Unit economics is the revenue and expense analysis of the company at its product/service level which is defined as a ‘unit’. So, whenever anyone is performing unit economics analysis, the first step is to identify the core product/service offered by the company. For example, in the case of Uber, the unit economics would be based on the no. of rides, in the case of a restaurant business, it would be based on the no. of orders, and in the case of a lending company, it would be based on the no. of loans disbursed, and so on and so forth.

Let’s take a look at the example of a modified annual P&L of a restaurant business to understand it better.
Revenue: $100 Mn.
COGS: $(50) Mn.
GM: $50 Mn.
Food Wastage: $(5) Mn.
CM: $45 Mn.
OpEx. (Staff salary and Rent): $(25) Mn.
EBITDA1: $20 Mn.
Marketing: $(10) Mn.
EBITDA2: $ 10 Mn.

Here, if we divide each line item by the no. of orders in a year, what we would have is unit economics! Why unit economics has become so important for a VC is because it helps in assessing the long-term sustainability of a business.
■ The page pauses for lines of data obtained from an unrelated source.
//! # Domain Types
//!
//! Core domain types used throughout Changemaker.
//!
//! ## Type Hierarchy
//! ```text
//! ┌─────────────────────────────────────────────────────────────────────────┐
//! │                         Domain Types                                    │
//! │                                                                         │
//! │  ┌─────────────────┐   ┌─────────────────┐   ┌─────────────────┐       │
//! │  │  Denomination   │   │    Breakdown    │   │  ChangeResult   │       │
//! │  │  ─────────────  │   │  ─────────────  │   │  ─────────────  │       │
//! │  │  value (u64>0)  │   │  coin → count   │   │  Found          │       │
//! │  │                 │   │  (ascending)    │   │  Unreachable    │       │
//! │  └─────────────────┘   └─────────────────┘   └─────────────────┘       │
//! │                                                                         │
//! │  ┌─────────────────────────────────────────────────────────────┐       │
//! │  │  ChangeRequest: (amount, raw denominations) from a frontend │       │
//! │  └─────────────────────────────────────────────────────────────┘       │
//! └─────────────────────────────────────────────────────────────────────────┘
//! ```
//!
//! Every value here is built fresh per call and never mutated afterwards.

use serde::{Deserialize, Serialize};
use std::collections::BTreeMap;
use std::fmt;
use std::num::NonZeroU64;
use ts_rs::TS;

use crate::amount::Amount;
use crate::error::{UnreachableReason, ValidationError};
use crate::{enumerate, input, solver};

// =============================================================================
// Denomination
// =============================================================================

/// One coin value, usable any number of times.
///
/// Only positive values can be represented, so a DP loop stepping by a
/// denomination always moves forward.
#[derive(Debug, Clone, Copy, PartialEq, Eq, PartialOrd, Ord, Hash)]
pub struct Denomination(NonZeroU64);

impl Denomination {
    /// Returns `None` for zero or negative input.
    pub fn new(value: i64) -> Option<Self> {
        if value <= 0 {
            return None;
        }
        NonZeroU64::new(value.unsigned_abs()).map(Denomination)
    }

    /// Returns the coin value.
    #[inline]
    pub const fn value(&self) -> u64 {
        self.0.get()
    }
}

impl fmt::Display for Denomination {
    fn fmt(&self, f: &mut fmt::Formatter<'_>) -> fmt::Result {
        write!(f, "{}", self.0)
    }
}

// =============================================================================
// Breakdown
// =============================================================================

/// How many of each coin a solution uses.
///
/// Keys are ascending coin values; repeated input denominations share a key.
/// Zero counts are kept so a frontend can show every coin it was given.
#[derive(Debug, Clone, Default, PartialEq, Eq, Hash, Serialize, Deserialize, TS)]
#[ts(export)]
pub struct Breakdown(#[ts(type = "Record<string, number>")] BTreeMap<u64, u64>);

impl Breakdown {
    /// Creates a breakdown listing every coin at count zero.
    pub fn with_denominations(coins: &[Denomination]) -> Self {
        Breakdown(coins.iter().map(|c| (c.value(), 0)).collect())
    }

    /// Uses one more of `coin`.
    pub fn add_coin(&mut self, coin: Denomination) {
        self.add_coins(coin, 1);
    }

    /// Uses `count` more of `coin`.
    pub fn add_coins(&mut self, coin: Denomination, count: u64) {
        *self.0.entry(coin.value()).or_insert(0) += count;
    }

    /// Count used of a coin value (zero if absent).
    pub fn count_of(&self, coin: u64) -> u64 {
        self.0.get(&coin).copied().unwrap_or(0)
    }

    /// Total number of coins across all denominations.
    pub fn total_coins(&self) -> u64 {
        self.0.values().sum()
    }

    /// Sum of `coin * count`. `None` if it overflows `u64`.
    pub fn total_value(&self) -> Option<u64> {
        self.0
            .iter()
            .try_fold(0u64, |acc, (&coin, &count)| acc.checked_add(coin.checked_mul(count)?))
    }

    /// Iterates `(coin, count)` pairs in ascending coin order.
    pub fn iter(&self) -> impl Iterator<Item = (u64, u64)> + '_ {
        self.0.iter().map(|(&coin, &count)| (coin, count))
    }

    /// Number of distinct coins listed.
    pub fn len(&self) -> usize {
        self.0.len()
    }

    /// True when no coin is listed at all.
    pub fn is_empty(&self) -> bool {
        self.0.is_empty()
    }
}

impl fmt::Display for Breakdown {
    /// `{1:2, 5:1}` style, skipping zero counts.
    fn fmt(&self, f: &mut fmt::Formatter<'_>) -> fmt::Result {
        write!(f, "{{")?;
        let mut first = true;
        for (coin, count) in self.iter().filter(|&(_, count)| count > 0) {
            if !first {
                write!(f, ", ")?;
            }
            write!(f, "{}:{}", coin, count)?;
            first = false;
        }
        write!(f, "}}")
    }
}

// =============================================================================
// Change Result
// =============================================================================

/// Outcome of a minimum-coin computation.
///
/// ## Serialization
/// ```json
/// { "status": "found", "count": 3, "breakdown": { "1": 1, "5": 1, "25": 0 } }
/// { "status": "unreachable", "reason": { "kind": "no_combination", "amount": 3 } }
/// ```
#[derive(Debug, Clone, PartialEq, Eq, Serialize, Deserialize, TS)]
#[ts(export)]
#[serde(tag = "status", rename_all = "snake_case")]
pub enum ChangeResult {
    /// Change can be made; `count` is the minimum number of coins.
    Found {
        #[ts(type = "number")]
        count: u64,
        breakdown: Breakdown,
    },
    /// Change cannot be made, or the request was invalid.
    Unreachable { reason: UnreachableReason },
}

impl ChangeResult {
    /// Shorthand for an unreachable result.
    pub fn unreachable(reason: impl Into<UnreachableReason>) -> Self {
        ChangeResult::Unreachable {
            reason: reason.into(),
        }
    }

    /// True for `Found`.
    pub fn is_found(&self) -> bool {
        matches!(self, ChangeResult::Found { .. })
    }

    /// Minimum coin count, if found.
    pub fn count(&self) -> Option<u64> {
        match self {
            ChangeResult::Found { count, .. } => Some(*count),
            ChangeResult::Unreachable { .. } => None,
        }
    }

    /// Optimal breakdown, if found.
    pub fn breakdown(&self) -> Option<&Breakdown> {
        match self {
            ChangeResult::Found { breakdown, .. } => Some(breakdown),
            ChangeResult::Unreachable { .. } => None,
        }
    }

    /// Why nothing was found, if unreachable.
    pub fn reason(&self) -> Option<&UnreachableReason> {
        match self {
            ChangeResult::Found { .. } => None,
            ChangeResult::Unreachable { reason } => Some(reason),
        }
    }
}

// =============================================================================
// Change Request
// =============================================================================

/// A request as a frontend hands it over: a possibly-invalid amount and
/// the raw coin list.
#[derive(Debug, Clone, PartialEq, Eq)]
pub struct ChangeRequest {
    pub amount: Result<Amount, ValidationError>,
    pub denominations: Vec<i64>,
}

impl ChangeRequest {
    /// Builds a request from form text (see [`input`]).
    ///
    /// ## Example
    /// ```rust
    /// use change_core::ChangeRequest;
    ///
    /// let request = ChangeRequest::from_text("30", "25, 10, 5, 1");
    /// assert_eq!(request.solve().count(), Some(2));
    ///
    /// let bad = ChangeRequest::from_text("abc", "1, 5");
    /// assert!(!bad.solve().is_found());
    /// assert!(bad.enumerate().is_empty());
    /// ```
    pub fn from_text(amount_text: &str, coins_text: &str) -> Self {
        ChangeRequest {
            amount: input::parse_amount(amount_text),
            denominations: input::parse_denominations(coins_text),
        }
    }

    /// Runs the minimum-coin solver.
    pub fn solve(&self) -> ChangeResult {
        match &self.amount {
            Ok(amount) => solver::solve_amount(*amount, &self.denominations),
            Err(err) => ChangeResult::unreachable(err.clone()),
        }
    }

    /// Runs the combination enumerator.
    pub fn enumerate(&self) -> Vec<Breakdown> {
        match &self.amount {
            Ok(amount) => enumerate::enumerate_amount(*amount, &self.denominations),
            Err(_) => Vec::new(),
        }
    }
}

// =============================================================================
// Unit Tests
// =============================================================================

#[cfg(test)]
mod tests {
    use super::*;

    fn coin(value: i64) -> Denomination {
        Denomination::new(value).unwrap()
    }

    #[test]
    fn test_denomination_rejects_non_positive() {
        assert!(Denomination::new(0).is_none());
        assert!(Denomination::new(-5).is_none());
        assert_eq!(coin(25).value(), 25);
    }

    #[test]
    fn test_breakdown_starts_at_zero_and_merges_duplicates() {
        let breakdown = Breakdown::with_denominations(&[coin(5), coin(1), coin(5)]);
        assert_eq!(breakdown.len(), 2);
        assert_eq!(breakdown.count_of(5), 0);
        assert_eq!(breakdown.total_coins(), 0);
        assert_eq!(breakdown.total_value(), Some(0));
    }

    #[test]
    fn test_breakdown_totals() {
        let mut breakdown = Breakdown::with_denominations(&[coin(25), coin(10), coin(1)]);
        breakdown.add_coin(coin(25));
        breakdown.add_coin(coin(25));
        breakdown.add_coin(coin(1));
        assert_eq!(breakdown.total_coins(), 3);
        assert_eq!(breakdown.total_value(), Some(51));
        assert_eq!(breakdown.count_of(10), 0);
        assert_eq!(breakdown.count_of(7), 0);
    }

    #[test]
    fn test_breakdown_iterates_ascending() {
        let breakdown = Breakdown::with_denominations(&[coin(25), coin(1), coin(10)]);
        let keys: Vec<u64> = breakdown.iter().map(|(c, _)| c).collect();
        assert_eq!(keys, vec![1, 10, 25]);
    }

    #[test]
    fn test_breakdown_display_skips_zeros() {
        let mut breakdown = Breakdown::with_denominations(&[coin(1), coin(2), coin(3)]);
        breakdown.add_coin(coin(1));
        breakdown.add_coin(coin(3));
        assert_eq!(breakdown.to_string(), "{1:1, 3:1}");
    }

    #[test]
    fn test_change_result_accessors() {
        let found = ChangeResult::Found {
            count: 0,
            breakdown: Breakdown::with_denominations(&[coin(5)]),
        };
        assert!(found.is_found());
        assert_eq!(found.count(), Some(0));
        assert!(found.reason().is_none());

        let missing = ChangeResult::unreachable(UnreachableReason::NoDenominations);
        assert!(!missing.is_found());
        assert_eq!(missing.count(), None);
        assert!(missing.breakdown().is_none());
    }

    #[test]
    fn test_change_result_json_shape() {
        let mut breakdown = Breakdown::with_denominations(&[coin(5), coin(1)]);
        breakdown.add_coin(coin(5));
        let found = ChangeResult::Found { count: 1, breakdown };
        let json = serde_json::to_string(&found).unwrap();
        assert_eq!(
            json,
            r#"{"status":"found","count":1,"breakdown":{"1":0,"5":1}}"#
        );
    }

    #[test]
    fn test_request_with_invalid_amount_is_unreachable() {
        let request = ChangeRequest::from_text("", "1, 5");
        assert!(matches!(
            request.solve(),
            ChangeResult::Unreachable {
                reason: UnreachableReason::InvalidAmount { .. }
            }
        ));
        assert!(request.enumerate().is_empty());
    }
}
For example, if the Contribution Margin/order is -ve in the above example, it means that the business would never be able to cover its fixed costs which are represented by OpEx. and Marketing, and hence the business is unsustainable.

Other important analysis that done at a unit customer level, and are equally important for a VC are as below:

Churn Rate: This is the percentage of total no. of customers lost over a period of say 1 year. This is calculated as the no. of customers lost during the year/total no. of customers at the beginning of the year. Another way of interpreting churn rate is in terms of average customer lifetime. For example, if the churn rate is 20%, the average customer lifetime is 1/20% i.e. 5 years.

CAC (Customer Acquisition Cost): This is the total marketing spend incurred to acquire a customer. Let’s say we acquired 10 customers this year, then, in the above example, our CAC would be $1 Mn.

LTV (Lifetime Value): This is the profit generated over the life of a customer. This is calculated by dividing EBITDA1 per customer by the churn rate. Assuming our churn rate is 20%, our LTV would be $1 Mn./20% = $5 Mn.

LTV/CAC Ratio: This is calculated by dividing the LTV with CAC which is 5x in this case. A good LTV/CAC ratio can be anywhere between 3x-5x, and it means that the EBITDA1 generated over the lifetime of a customer is 3 to 5 times the marketing spent on that customer and hence justifies the long-term sustainability of the business.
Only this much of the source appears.